use async_trait::async_trait;
use bytes::Bytes;
use futures::stream::{self, BoxStream, StreamExt};
use reqwest::{header, Client, StatusCode};
use tokio::sync::mpsc;
use tokio_stream::wrappers::UnboundedReceiverStream;

use super::state::LocalFile;
use super::UploadError;
use crate::api::handlers::{DeleteObjectRequest, DeleteObjectResponse};
use crate::api::response::{JSend, JSendError, JSendFail};
use crate::deletion::DeleteOutcome;
use crate::issuer::{SignedUploadGrant, UploadDescriptor};
use crate::validation::ValidationErrors;

const CHUNK_SIZE: usize = 64 * 1024;

/// One step of a byte transfer. A transfer stream yields any number of
/// `Progress` events followed by exactly one `Completed` or `Failed`.
#[derive(Debug, Clone, PartialEq, Eq)]
pub enum TransferEvent {
    Progress(u8),
    /// The storage backend answered with this HTTP status
    Completed { status: u16 },
    /// No response was received
    Failed(String),
}

pub type TransferStream = BoxStream<'static, TransferEvent>;

/// The network collaborators of the uploader.
#[async_trait]
pub trait UploadBackend: Send + Sync {
    async fn request_grant(
        &self,
        descriptor: &UploadDescriptor,
    ) -> Result<SignedUploadGrant, UploadError>;
    /// Start sending `file` to the grant's URL.
    fn transfer(&self, grant: &SignedUploadGrant, file: &LocalFile) -> TransferStream;
    async fn delete_object(&self, key: &str) -> Result<DeleteOutcome, UploadError>;
    /// Where an already stored object can be rendered from.
    fn preview_url(&self, key: &str) -> String;
}

/// Rounded share of `sent` in `total`, capped at 100.
pub fn percent(sent: u64, total: u64) -> u8 {
    if total == 0 {
        return 100;
    }
    ((sent.saturating_mul(100) + total / 2) / total).min(100) as u8
}

/// Talks to the upload API over HTTP and sends bytes straight to storage.
pub struct HttpBackend {
    base_url: String,
    client: Client,
    public_url: String,
    session_token: String,
}

impl HttpBackend {
    pub fn new(base_url: &str, session_token: &str) -> Result<Self, reqwest::Error> {
        let base_url = base_url.trim_end_matches('/').to_string();
        let client = Client::builder()
            .user_agent(concat!("lms-uploads/", env!("CARGO_PKG_VERSION")))
            .build()?;

        Ok(Self {
            public_url: format!("{base_url}/_local/objects"),
            base_url,
            client,
            session_token: session_token.to_string(),
        })
    }

    /// Render stored objects from `url` instead of the local object route.
    pub fn with_public_url(mut self, url: &str) -> Self {
        self.public_url = url.trim_end_matches('/').to_string();
        self
    }
}

#[async_trait]
impl UploadBackend for HttpBackend {
    async fn request_grant(
        &self,
        descriptor: &UploadDescriptor,
    ) -> Result<SignedUploadGrant, UploadError> {
        let resp = self
            .client
            .post(format!("{}/api/s3/upload", self.base_url))
            .bearer_auth(&self.session_token)
            .json(descriptor)
            .send()
            .await
            .map_err(|e| UploadError::Internal(e.to_string()))?;

        if !resp.status().is_success() {
            return Err(error_from_response(resp).await);
        }

        let body: JSend<SignedUploadGrant> = resp
            .json()
            .await
            .map_err(|e| UploadError::Internal(format!("Malformed grant response: {e}")))?;
        Ok(body.data)
    }

    fn transfer(&self, grant: &SignedUploadGrant, file: &LocalFile) -> TransferStream {
        let (tx, rx) = mpsc::unbounded_channel();
        let client = self.client.clone();
        let url = grant.upload_url.clone();
        let content_type = file.content_type.clone();
        let data = file.data.clone();

        tokio::spawn(async move {
            let total = data.len() as u64;
            let chunks: Vec<Bytes> = (0..data.len())
                .step_by(CHUNK_SIZE)
                .map(|start| data.slice(start..(start + CHUNK_SIZE).min(data.len())))
                .collect();

            let _ = tx.send(TransferEvent::Progress(0));

            // Progress is counted as chunks are handed to the transport
            let progress_tx = tx.clone();
            let mut sent = 0u64;
            let body = stream::iter(chunks).map(move |chunk| {
                sent += chunk.len() as u64;
                let _ = progress_tx.send(TransferEvent::Progress(percent(sent, total)));
                Ok::<_, std::io::Error>(chunk)
            });

            let result = client
                .put(&url)
                .header(header::CONTENT_TYPE, content_type)
                .header(header::CONTENT_LENGTH, total)
                .body(reqwest::Body::wrap_stream(body))
                .send()
                .await;

            let event = match result {
                Ok(resp) => TransferEvent::Completed {
                    status: resp.status().as_u16(),
                },
                Err(e) => TransferEvent::Failed(e.to_string()),
            };
            let _ = tx.send(event);
        });

        UnboundedReceiverStream::new(rx).boxed()
    }

    async fn delete_object(&self, key: &str) -> Result<DeleteOutcome, UploadError> {
        let resp = self
            .client
            .delete(format!("{}/api/s3/delete", self.base_url))
            .bearer_auth(&self.session_token)
            .json(&DeleteObjectRequest {
                key: key.to_string(),
            })
            .send()
            .await
            .map_err(|e| UploadError::DeletionFailed(e.to_string()))?;

        if !resp.status().is_success() {
            return Err(match error_from_response(resp).await {
                UploadError::Unauthorized => UploadError::Unauthorized,
                other => UploadError::DeletionFailed(other.to_string()),
            });
        }

        let body: JSend<DeleteObjectResponse> = resp
            .json()
            .await
            .map_err(|e| UploadError::DeletionFailed(format!("Malformed delete response: {e}")))?;
        Ok(body.data.outcome)
    }

    fn preview_url(&self, key: &str) -> String {
        format!("{}/{key}", self.public_url)
    }
}

/// Map a JSend fail/error response onto the client error taxonomy.
async fn error_from_response(resp: reqwest::Response) -> UploadError {
    let status = resp.status();
    let text = resp.text().await.unwrap_or_default();

    let (message, errors) = match serde_json::from_str::<JSendFail>(&text) {
        Ok(fail) => (fail.data.message, fail.data.errors),
        Err(_) => match serde_json::from_str::<JSendError>(&text) {
            Ok(error) => (error.message, Vec::new()),
            Err(_) => (format!("Request failed with status {status}"), Vec::new()),
        },
    };

    match status {
        StatusCode::BAD_REQUEST => {
            let mut errors = ValidationErrors(errors);
            if errors.is_empty() {
                errors.push("request", message);
            }
            UploadError::Validation(errors)
        }
        StatusCode::UNAUTHORIZED => UploadError::Unauthorized,
        StatusCode::FORBIDDEN => UploadError::BotSuspected(message),
        StatusCode::TOO_MANY_REQUESTS => UploadError::RateLimited(message),
        _ => UploadError::Internal(message),
    }
}

#[cfg(test)]
mod tests {
    use super::*;

    #[test]
    fn test_percent_rounds_and_caps() {
        assert_eq!(percent(0, 200), 0);
        assert_eq!(percent(1, 200), 1);
        assert_eq!(percent(100, 200), 50);
        assert_eq!(percent(199, 200), 100);
        assert_eq!(percent(300, 200), 100);
        assert_eq!(percent(0, 0), 100);
    }
}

|---|

- **Action item**: The answer must consist of every line from the entries that holds the string "header".

- **Finished exercise**:
use reqwest::{header, Client, StatusCode};
                .header(header::CONTENT_TYPE, content_type)
                .header(header::CONTENT_LENGTH, total)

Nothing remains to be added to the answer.